THE INPUT:
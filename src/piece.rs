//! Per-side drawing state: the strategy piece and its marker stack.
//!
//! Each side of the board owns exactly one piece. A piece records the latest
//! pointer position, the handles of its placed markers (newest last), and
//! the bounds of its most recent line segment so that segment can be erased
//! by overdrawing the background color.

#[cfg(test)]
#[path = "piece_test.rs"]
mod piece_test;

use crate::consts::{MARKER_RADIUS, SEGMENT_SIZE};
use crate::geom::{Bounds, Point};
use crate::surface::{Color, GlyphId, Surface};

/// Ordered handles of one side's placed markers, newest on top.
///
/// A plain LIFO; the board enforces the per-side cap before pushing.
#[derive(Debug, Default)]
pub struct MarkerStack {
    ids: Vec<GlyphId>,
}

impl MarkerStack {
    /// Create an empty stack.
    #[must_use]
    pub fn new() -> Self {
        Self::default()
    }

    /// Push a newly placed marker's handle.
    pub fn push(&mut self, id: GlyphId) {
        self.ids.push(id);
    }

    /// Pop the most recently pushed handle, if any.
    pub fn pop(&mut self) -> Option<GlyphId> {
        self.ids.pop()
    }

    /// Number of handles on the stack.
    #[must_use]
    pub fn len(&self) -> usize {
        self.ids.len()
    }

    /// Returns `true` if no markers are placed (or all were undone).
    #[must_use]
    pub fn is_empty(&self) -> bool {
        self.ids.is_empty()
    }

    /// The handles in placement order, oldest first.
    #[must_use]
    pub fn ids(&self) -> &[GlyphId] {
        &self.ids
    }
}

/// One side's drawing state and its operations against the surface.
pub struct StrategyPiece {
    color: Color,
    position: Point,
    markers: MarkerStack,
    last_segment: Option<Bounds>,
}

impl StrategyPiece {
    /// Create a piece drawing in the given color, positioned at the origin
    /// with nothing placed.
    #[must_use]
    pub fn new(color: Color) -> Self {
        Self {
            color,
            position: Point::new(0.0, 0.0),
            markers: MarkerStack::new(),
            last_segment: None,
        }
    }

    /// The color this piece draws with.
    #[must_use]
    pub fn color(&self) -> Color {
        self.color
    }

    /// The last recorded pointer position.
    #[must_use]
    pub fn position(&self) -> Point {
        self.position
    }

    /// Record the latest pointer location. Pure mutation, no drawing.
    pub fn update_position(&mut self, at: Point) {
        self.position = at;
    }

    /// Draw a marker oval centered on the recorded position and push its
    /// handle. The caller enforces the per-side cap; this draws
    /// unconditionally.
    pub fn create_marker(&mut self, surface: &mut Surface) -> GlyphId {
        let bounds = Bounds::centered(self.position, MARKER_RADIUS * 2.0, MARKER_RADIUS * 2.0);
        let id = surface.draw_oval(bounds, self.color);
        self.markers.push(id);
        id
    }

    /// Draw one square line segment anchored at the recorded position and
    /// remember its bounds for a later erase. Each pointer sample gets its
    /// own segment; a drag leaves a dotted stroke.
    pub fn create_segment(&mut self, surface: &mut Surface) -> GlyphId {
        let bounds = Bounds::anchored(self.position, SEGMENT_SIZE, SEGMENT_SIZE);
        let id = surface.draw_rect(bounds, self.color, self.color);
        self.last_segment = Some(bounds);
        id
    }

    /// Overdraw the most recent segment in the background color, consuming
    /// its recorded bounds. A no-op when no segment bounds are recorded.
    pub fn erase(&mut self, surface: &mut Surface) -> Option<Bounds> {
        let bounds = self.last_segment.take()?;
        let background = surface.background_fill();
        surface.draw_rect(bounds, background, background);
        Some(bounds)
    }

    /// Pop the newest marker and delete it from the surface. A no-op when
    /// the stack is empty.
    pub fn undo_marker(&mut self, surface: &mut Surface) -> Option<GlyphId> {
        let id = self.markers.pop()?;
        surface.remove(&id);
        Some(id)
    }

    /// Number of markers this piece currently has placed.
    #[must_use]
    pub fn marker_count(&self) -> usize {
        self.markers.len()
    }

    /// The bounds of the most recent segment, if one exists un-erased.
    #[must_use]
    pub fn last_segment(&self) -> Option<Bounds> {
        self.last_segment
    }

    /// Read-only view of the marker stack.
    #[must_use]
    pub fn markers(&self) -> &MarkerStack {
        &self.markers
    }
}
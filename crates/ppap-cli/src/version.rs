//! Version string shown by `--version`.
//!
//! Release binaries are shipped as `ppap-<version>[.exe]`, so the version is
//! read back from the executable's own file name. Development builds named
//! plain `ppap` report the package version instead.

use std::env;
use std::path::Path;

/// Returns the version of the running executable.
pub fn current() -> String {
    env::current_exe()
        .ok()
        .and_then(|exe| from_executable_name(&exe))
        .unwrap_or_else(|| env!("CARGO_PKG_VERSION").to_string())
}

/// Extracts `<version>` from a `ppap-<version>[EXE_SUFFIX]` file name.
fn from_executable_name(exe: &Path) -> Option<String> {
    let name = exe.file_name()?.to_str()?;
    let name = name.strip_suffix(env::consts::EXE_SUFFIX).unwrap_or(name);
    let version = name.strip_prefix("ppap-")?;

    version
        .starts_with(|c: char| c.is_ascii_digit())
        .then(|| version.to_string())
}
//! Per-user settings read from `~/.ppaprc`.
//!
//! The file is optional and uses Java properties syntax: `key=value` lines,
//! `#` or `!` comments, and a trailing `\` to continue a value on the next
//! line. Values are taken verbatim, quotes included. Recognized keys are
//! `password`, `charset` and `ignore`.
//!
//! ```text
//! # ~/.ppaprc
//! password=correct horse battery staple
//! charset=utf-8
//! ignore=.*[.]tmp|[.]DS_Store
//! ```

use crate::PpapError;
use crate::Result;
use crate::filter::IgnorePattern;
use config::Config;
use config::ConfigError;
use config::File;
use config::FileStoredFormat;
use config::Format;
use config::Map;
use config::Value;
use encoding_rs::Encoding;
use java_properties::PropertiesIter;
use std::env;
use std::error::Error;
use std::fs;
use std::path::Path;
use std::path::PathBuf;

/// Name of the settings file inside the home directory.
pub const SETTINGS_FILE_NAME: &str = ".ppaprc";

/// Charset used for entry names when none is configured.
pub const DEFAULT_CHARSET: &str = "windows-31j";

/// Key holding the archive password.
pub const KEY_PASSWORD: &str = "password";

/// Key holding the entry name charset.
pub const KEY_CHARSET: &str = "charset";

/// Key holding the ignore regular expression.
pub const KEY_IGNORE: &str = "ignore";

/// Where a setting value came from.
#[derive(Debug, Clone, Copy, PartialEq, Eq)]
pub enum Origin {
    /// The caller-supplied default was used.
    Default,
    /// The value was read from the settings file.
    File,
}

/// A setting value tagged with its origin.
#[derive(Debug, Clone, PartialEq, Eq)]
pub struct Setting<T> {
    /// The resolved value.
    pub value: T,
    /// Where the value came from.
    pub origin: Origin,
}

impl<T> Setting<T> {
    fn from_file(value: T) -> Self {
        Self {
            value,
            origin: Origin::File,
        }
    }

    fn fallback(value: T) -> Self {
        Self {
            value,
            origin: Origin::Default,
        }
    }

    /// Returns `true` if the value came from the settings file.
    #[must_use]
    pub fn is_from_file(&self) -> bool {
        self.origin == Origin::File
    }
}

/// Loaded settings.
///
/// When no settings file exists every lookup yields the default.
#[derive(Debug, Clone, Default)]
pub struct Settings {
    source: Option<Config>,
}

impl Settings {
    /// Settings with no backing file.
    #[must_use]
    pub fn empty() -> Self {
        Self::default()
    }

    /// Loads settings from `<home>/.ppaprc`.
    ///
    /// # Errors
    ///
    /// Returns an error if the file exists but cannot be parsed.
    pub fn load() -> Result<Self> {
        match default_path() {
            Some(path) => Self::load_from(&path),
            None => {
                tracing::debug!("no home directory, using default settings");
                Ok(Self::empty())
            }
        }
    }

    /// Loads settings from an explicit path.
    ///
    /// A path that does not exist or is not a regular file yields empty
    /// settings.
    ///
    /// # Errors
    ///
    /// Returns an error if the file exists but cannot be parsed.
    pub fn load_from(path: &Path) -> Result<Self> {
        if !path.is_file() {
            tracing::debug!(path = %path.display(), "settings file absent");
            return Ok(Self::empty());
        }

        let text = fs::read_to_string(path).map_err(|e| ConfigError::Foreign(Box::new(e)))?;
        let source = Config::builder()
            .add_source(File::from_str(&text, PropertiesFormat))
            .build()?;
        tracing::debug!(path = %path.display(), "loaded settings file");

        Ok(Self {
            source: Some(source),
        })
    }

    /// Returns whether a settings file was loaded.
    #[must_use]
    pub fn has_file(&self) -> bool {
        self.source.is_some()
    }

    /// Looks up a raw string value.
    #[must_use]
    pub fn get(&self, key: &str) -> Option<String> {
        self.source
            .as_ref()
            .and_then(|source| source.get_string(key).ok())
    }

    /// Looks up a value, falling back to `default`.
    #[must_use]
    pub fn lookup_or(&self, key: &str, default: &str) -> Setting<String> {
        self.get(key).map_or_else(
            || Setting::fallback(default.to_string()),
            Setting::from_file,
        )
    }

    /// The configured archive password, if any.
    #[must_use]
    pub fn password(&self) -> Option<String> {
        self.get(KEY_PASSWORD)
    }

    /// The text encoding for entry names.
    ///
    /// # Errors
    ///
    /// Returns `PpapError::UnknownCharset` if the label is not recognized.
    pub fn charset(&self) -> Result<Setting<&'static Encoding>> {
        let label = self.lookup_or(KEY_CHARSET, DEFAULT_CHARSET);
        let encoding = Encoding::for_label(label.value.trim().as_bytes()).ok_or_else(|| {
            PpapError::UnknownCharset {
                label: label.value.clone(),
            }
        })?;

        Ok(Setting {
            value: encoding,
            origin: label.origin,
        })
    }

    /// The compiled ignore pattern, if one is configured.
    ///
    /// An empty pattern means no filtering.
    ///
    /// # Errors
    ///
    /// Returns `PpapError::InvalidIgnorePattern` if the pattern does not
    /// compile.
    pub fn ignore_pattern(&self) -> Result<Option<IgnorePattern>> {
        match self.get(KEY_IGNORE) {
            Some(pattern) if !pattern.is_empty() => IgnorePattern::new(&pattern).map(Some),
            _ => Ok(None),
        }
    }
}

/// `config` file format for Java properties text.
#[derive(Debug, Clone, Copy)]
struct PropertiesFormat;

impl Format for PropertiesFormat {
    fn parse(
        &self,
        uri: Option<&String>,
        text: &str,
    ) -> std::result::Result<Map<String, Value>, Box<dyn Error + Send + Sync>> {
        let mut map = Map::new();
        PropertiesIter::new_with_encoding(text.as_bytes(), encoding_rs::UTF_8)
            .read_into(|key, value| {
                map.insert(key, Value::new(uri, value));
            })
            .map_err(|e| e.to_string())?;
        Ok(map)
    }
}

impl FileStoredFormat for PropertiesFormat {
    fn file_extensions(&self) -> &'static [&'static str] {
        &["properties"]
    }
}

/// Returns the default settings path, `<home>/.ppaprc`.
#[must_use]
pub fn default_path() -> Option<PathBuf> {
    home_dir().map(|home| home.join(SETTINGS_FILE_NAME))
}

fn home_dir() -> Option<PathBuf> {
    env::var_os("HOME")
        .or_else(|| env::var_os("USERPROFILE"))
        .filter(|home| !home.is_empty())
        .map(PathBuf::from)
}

EXERCISE GOAL: Return only the lines between the one holding "let bounds = Bounds::centered(self.position, MARKER_RADIUS" and the one holding "sample gets its", inclusive, exactly as they appear above.

RESULT BELOW:
        let bounds = Bounds::centered(self.position, MARKER_RADIUS * 2.0, MARKER_RADIUS * 2.0);
        let id = surface.draw_oval(bounds, self.color);
        self.markers.push(id);
        id
    }

    /// Draw one square line segment anchored at the recorded position and
    /// remember its bounds for a later erase. Each pointer sample gets its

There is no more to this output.